- _Data extracts_:

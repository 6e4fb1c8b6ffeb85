use serde_json::{json, Value};

/// `{ "Ref": logical_id }`
pub fn get_ref(logical_id: &str) -> Value {
    json!({ "Ref": logical_id })
}

/// `{ "Fn::GetAtt": [logical_id, attribute] }`
pub fn get_att(logical_id: &str, attribute: &str) -> Value {
    json!({ "Fn::GetAtt": [logical_id, attribute] })
}

/// `{ "Fn::Sub": s }`. use `${LogicalId}` inside `s` to reference another resource.
pub fn sub<S: AsRef<str>>(s: S) -> Value {
    json!({ "Fn::Sub": s.as_ref() })
}

pub fn arn_s3_bucket(bucket_name: &str) -> String {
    format!("arn:aws:s3:::{bucket_name}")
}

pub fn arn_dynamodb_table(region: &str, account_id: &str, table_name: &str) -> String {
    format!("arn:aws:dynamodb:{region}:{account_id}:table/{table_name}")
}

pub fn arn_ssm_parameter_path(region: &str, account_id: &str, path: &str) -> String {
    format!("arn:aws:ssm:{region}:{account_id}:parameter/{path}")
}

pub fn arn_lambda_function(region: &str, account_id: &str, function_name: &str) -> String {
    format!("arn:aws:lambda:{region}:{account_id}:function:{function_name}")
}

pub fn arn_managed_policy(name: &str) -> String {
    format!("arn:aws:iam::aws:policy/{name}")
}

/// API Gateway service integration uri, eg: `arn:aws:apigateway:us-east-1:ssm:action/GetParameter`
pub fn apigateway_service_uri(region: &str, service: &str, path: &str) -> String {
    format!("arn:aws:apigateway:{region}:{service}:{path}")
}
use crate::error::{Error, Result};

pub const VALID_AWS_REGIONS: &[&'static str] = &[
    "us-east-1",
    "us-east-2",
    "us-west-1",
    "us-west-2",
    "ca-central-1",
    "eu-north-1",
    "eu-west-3",
    "eu-west-2",
    "eu-west-1",
    "eu-central-1",
    "eu-south-1",
    "ap-south-1",
    "ap-northeast-1",
    "ap-northeast-2",
    "ap-northeast-3",
    "ap-southeast-1",
    "ap-southeast-2",
    "ap-southeast-3",
    "ap-east-1",
    "sa-east-1",
    "cn-north-1",
    "cn-northwest-1",
    "us-gov-east-1",
    "us-gov-west-1",
    "me-south-1",
    "af-south-1",
];

pub fn is_valid_region(r: &str) -> bool {
    VALID_AWS_REGIONS.contains(&r)
}

pub fn verify_region(r: &str) -> Result<()> {
    if !is_valid_region(r) {
        return Err(Error::InvalidRegion(r.to_string(), VALID_AWS_REGIONS));
    }
    Ok(())
}
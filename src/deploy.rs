//! Creates or updates the stack in CloudFormation and waits for it to settle.

use std::collections::HashMap;

use aws_config::{BehaviorVersion, Region};
use aws_sdk_cloudformation::types::{Capability, OnFailure, Stack, StackStatus};
use aws_sdk_cloudformation::Client;

use crate::cfn::Template;
use crate::error::{Error, Result};

const POLL_INTERVAL_MS: u64 = 700;
const MAX_WAIT_S: u64 = 60 * 60;

/// deploys `template` as `stack_name` and returns the stack outputs.
pub async fn deploy(stack_name: &str, region: &str, template: &Template) -> Result<HashMap<String, String>> {
    let shared_config = aws_config::defaults(BehaviorVersion::latest())
        .region(Region::new(region.to_string()))
        .load()
        .await;
    let client = Client::new(&shared_config);

    // pretty so if someone needs to look at the stack in the console, it looks nice
    let body = template.to_json_pretty()?;
    let fail = |reason: String| Error::Deploy { stack: stack_name.to_string(), reason };

    create_or_update_stack(&client, stack_name, &body).await.map_err(fail)?;
    let outputs = wait_for_output(&client, stack_name).await.map_err(fail)?;
    for (key, value) in outputs.iter() {
        tracing::info!(stack = stack_name, %key, %value, "stack output");
    }
    Ok(outputs)
}

pub async fn does_stack_exist(client: &Client, name: &str) -> std::result::Result<bool, String> {
    match client.describe_stacks().stack_name(name).send().await {
        Ok(_) => Ok(true),
        Err(e) => {
            let e_str = format!("{:#?}", e);
            if e_str.contains("does not exist") {
                return Ok(false);
            }
            Err(e_str)
        }
    }
}

/// where a stack is, as far as a deploy is concerned.
#[derive(Debug, Clone, Copy, PartialEq, Eq)]
pub enum StackProgress {
    Done,
    InProgress,
    /// rolled back, deleted, or failed outright. a rollback that completes
    /// means the deploy did not happen.
    Failed,
}

pub fn classify(status: &StackStatus) -> StackProgress {
    match status {
        StackStatus::CreateComplete |
        StackStatus::UpdateComplete |
        StackStatus::ImportComplete => StackProgress::Done,

        StackStatus::CreateInProgress |
        StackStatus::DeleteInProgress |
        StackStatus::ImportInProgress |
        StackStatus::ImportRollbackInProgress |
        StackStatus::ReviewInProgress |
        StackStatus::RollbackInProgress |
        StackStatus::UpdateCompleteCleanupInProgress |
        StackStatus::UpdateInProgress |
        StackStatus::UpdateRollbackCompleteCleanupInProgress |
        StackStatus::UpdateRollbackInProgress => StackProgress::InProgress,

        _ => StackProgress::Failed,
    }
}

/// `Ok(None)` while the stack is still in progress.
pub async fn describe_stack(client: &Client, name: &str) -> std::result::Result<Option<Stack>, String> {
    let resp = client.describe_stacks().stack_name(name).send().await
        .map_err(|e| format!("{:#?}", e))?;
    let first = resp.stacks().first().ok_or_else(|| format!("Stack {name} not found"))?;
    let status = first.stack_status().ok_or_else(|| format!("Stack {name} not found"))?;
    match classify(status) {
        StackProgress::Done => Ok(Some(first.clone())),
        StackProgress::InProgress => Ok(None),
        StackProgress::Failed => {
            let reason = first.stack_status_reason().unwrap_or("Failed to get stack failure reason");
            Err(format!("Stack {name} ended in {}: {reason}", status.as_str()))
        }
    }
}

/// polls until the stack settles, giving up after `MAX_WAIT_S`.
pub async fn wait_for_output(client: &Client, name: &str) -> std::result::Result<HashMap<String, String>, String> {
    let deadline = tokio::time::Instant::now() + tokio::time::Duration::from_secs(MAX_WAIT_S);
    loop {
        tokio::time::sleep(tokio::time::Duration::from_millis(POLL_INTERVAL_MS)).await;
        match describe_stack(client, name).await? {
            Some(stack) => {
                let out = stack.outputs().iter()
                    .filter_map(|o| Some((o.output_key()?.to_string(), o.output_value()?.to_string())))
                    .collect();
                return Ok(out);
            }
            None if tokio::time::Instant::now() >= deadline => {
                return Err(format!("Stack {name} still in progress after {MAX_WAIT_S}s"));
            }
            None => tracing::debug!(stack = name, "still waiting"),
        }
    }
}

pub async fn create_or_update_stack(client: &Client, name: &str, body: &str) -> std::result::Result<(), String> {
    if does_stack_exist(client, name).await? {
        tracing::info!(stack = name, "updating");
        let res = client
            .update_stack()
            .capabilities(Capability::CapabilityNamedIam)
            .capabilities(Capability::CapabilityIam)
            .stack_name(name)
            .template_body(body)
            .send()
            .await;
        if let Err(e) = res {
            let e_str = format!("{:#?}", e);
            if e_str.contains("No updates are to be performed") {
                tracing::info!(stack = name, "no changes");
                return Ok(());
            }
            return Err(e_str);
        }
    } else {
        tracing::info!(stack = name, "creating");
        client
            .create_stack()
            .on_failure(OnFailure::Delete)
            .capabilities(Capability::CapabilityNamedIam)
            .capabilities(Capability::CapabilityIam)
            .stack_name(name)
            .template_body(body)
            .send()
            .await
            .map_err(|e| format!("{:#?}", e))?;
    }
    Ok(())
}

#[cfg(test)]
mod tests {
    use super::*;

    #[test]
    fn only_forward_completions_count_as_done() {
        let table = [
            (StackStatus::CreateComplete, StackProgress::Done),
            (StackStatus::UpdateComplete, StackProgress::Done),
            (StackStatus::ImportComplete, StackProgress::Done),
            (StackStatus::CreateInProgress, StackProgress::InProgress),
            (StackStatus::UpdateInProgress, StackProgress::InProgress),
            (StackStatus::UpdateCompleteCleanupInProgress, StackProgress::InProgress),
            (StackStatus::UpdateRollbackInProgress, StackProgress::InProgress),
            (StackStatus::RollbackInProgress, StackProgress::InProgress),
            (StackStatus::UpdateRollbackComplete, StackProgress::Failed),
            (StackStatus::RollbackComplete, StackProgress::Failed),
            (StackStatus::ImportRollbackComplete, StackProgress::Failed),
            (StackStatus::DeleteComplete, StackProgress::Failed),
            (StackStatus::CreateFailed, StackProgress::Failed),
            (StackStatus::UpdateRollbackFailed, StackProgress::Failed),
            (StackStatus::from("SOMETHING_NEW"), StackProgress::Failed),
        ];
        for (status, expected) in table {
            assert_eq!(classify(&status), expected, "{status:?}");
        }
    }
}
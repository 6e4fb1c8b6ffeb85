use std::path::PathBuf;

use thiserror::Error;

pub type Result<T> = std::result::Result<T, Error>;

#[derive(Debug, Error)]
pub enum Error {
    #[error("Invalid resource name {name:?}\n{reason}")]
    InvalidResourceName { name: String, reason: &'static str },

    #[error("Invalid region code {0:?}\nMust be one of {1:?}")]
    InvalidRegion(String, &'static [&'static str]),

    #[error("Invalid stack name {name}\n{reason}")]
    InvalidStackName { name: String, reason: &'static str },

    #[error("Invalid bucket name {name:?}\n{reason}")]
    InvalidBucketName { name: String, reason: &'static str },

    #[error("Invalid application name {name:?}\n{reason}")]
    InvalidApplicationName { name: String, reason: &'static str },

    #[error("Invalid account id {0:?}\nMust be exactly 12 digits")]
    InvalidAccountId(String),

    /// a construct needed a collaborator reference that the config did not provide.
    #[error("Missing required parameter '{0}'")]
    MissingParameter(String),

    #[error("Duplicate logical id '{0}'. Every resource in a template must have a unique logical id")]
    DuplicateLogicalId(String),

    #[error("Cannot add dependency on '{on}' to '{id}': resource not found in template")]
    UnknownResource { id: String, on: String },

    #[error("Failed to read config file {path:?}\n{source}")]
    ReadConfig {
        path: PathBuf,
        source: std::io::Error,
    },

    #[error("Failed to parse config\n{0}")]
    ParseConfig(#[from] toml::de::Error),

    #[error("Failed to serialize template\n{0}")]
    Json(#[from] serde_json::Error),

    #[error("Failed to serialize template\n{0}")]
    Yaml(#[from] serde_yaml::Error),

    #[cfg(feature = "deploy")]
    #[error("Failed to deploy stack {stack}\n{reason}")]
    Deploy { stack: String, reason: String },
}
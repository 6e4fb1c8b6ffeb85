use serde::Serialize;
use serde_json::Value;

use crate::cfn::{cfn_resource, LogicalId, PolicyDocument, PolicyStatement, Template};
use crate::error::Result;

#[derive(Debug, Clone, Serialize)]
#[serde(rename_all = "PascalCase")]
pub struct InlinePolicy {
    pub policy_name: String,
    pub policy_document: PolicyDocument,
}

impl InlinePolicy {
    pub fn new<S: Into<String>>(name: S, statements: Vec<PolicyStatement>) -> Self {
        Self {
            policy_name: name.into(),
            policy_document: PolicyDocument::new(statements),
        }
    }
}

#[derive(Debug, Clone, Serialize)]
#[serde(rename_all = "PascalCase")]
pub struct Role {
    #[serde(skip_serializing_if = "Option::is_none")]
    pub role_name: Option<String>,
    pub assume_role_policy_document: Value,
    #[serde(skip_serializing_if = "Vec::is_empty")]
    pub managed_policy_arns: Vec<String>,
    #[serde(skip_serializing_if = "Vec::is_empty")]
    pub policies: Vec<InlinePolicy>,
}
cfn_resource!(Role, "AWS::IAM::Role");

/// a standalone policy attached to one or more roles by name.
#[derive(Debug, Clone, Serialize)]
#[serde(rename_all = "PascalCase")]
pub struct Policy {
    pub policy_name: String,
    pub policy_document: PolicyDocument,
    pub roles: Vec<Value>,
}
cfn_resource!(Policy, "AWS::IAM::Policy");

/// grants `statements` to a role this stack does not own. The role is
/// referenced by name, so nothing about the role itself changes.
pub fn grant_to_external_role(
    template: &mut Template,
    id: &LogicalId,
    role_name: &str,
    statements: Vec<PolicyStatement>,
) -> Result<()> {
    let policy = Policy {
        policy_name: id.to_string(),
        policy_document: PolicyDocument::new(statements),
        roles: vec![Value::String(role_name.to_string())],
    };
    template.add_resource(id, &policy)?;
    Ok(())
}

- _The problem_: Please copy exactly the lines from the first line of the records above through the line containing "service: &str, path: &str)", including both, and nothing more.

- _The answer_:
repository 6e4fb1c8b6ffeb85
use serde_json::{json, Value};

/// `{ "Ref": logical_id }`
pub fn get_ref(logical_id: &str) -> Value {
    json!({ "Ref": logical_id })
}

/// `{ "Fn::GetAtt": [logical_id, attribute] }`
pub fn get_att(logical_id: &str, attribute: &str) -> Value {
    json!({ "Fn::GetAtt": [logical_id, attribute] })
}

/// `{ "Fn::Sub": s }`. use `${LogicalId}` inside `s` to reference another resource.
pub fn sub<S: AsRef<str>>(s: S) -> Value {
    json!({ "Fn::Sub": s.as_ref() })
}

pub fn arn_s3_bucket(bucket_name: &str) -> String {
    format!("arn:aws:s3:::{bucket_name}")
}

pub fn arn_dynamodb_table(region: &str, account_id: &str, table_name: &str) -> String {
    format!("arn:aws:dynamodb:{region}:{account_id}:table/{table_name}")
}

pub fn arn_ssm_parameter_path(region: &str, account_id: &str, path: &str) -> String {
    format!("arn:aws:ssm:{region}:{account_id}:parameter/{path}")
}

pub fn arn_lambda_function(region: &str, account_id: &str, function_name: &str) -> String {
    format!("arn:aws:lambda:{region}:{account_id}:function:{function_name}")
}

pub fn arn_managed_policy(name: &str) -> String {
    format!("arn:aws:iam::aws:policy/{name}")
}

/// API Gateway service integration uri, eg: `arn:aws:apigateway:us-east-1:ssm:action/GetParameter`
pub fn apigateway_service_uri(region: &str, service: &str, path: &str) -> String {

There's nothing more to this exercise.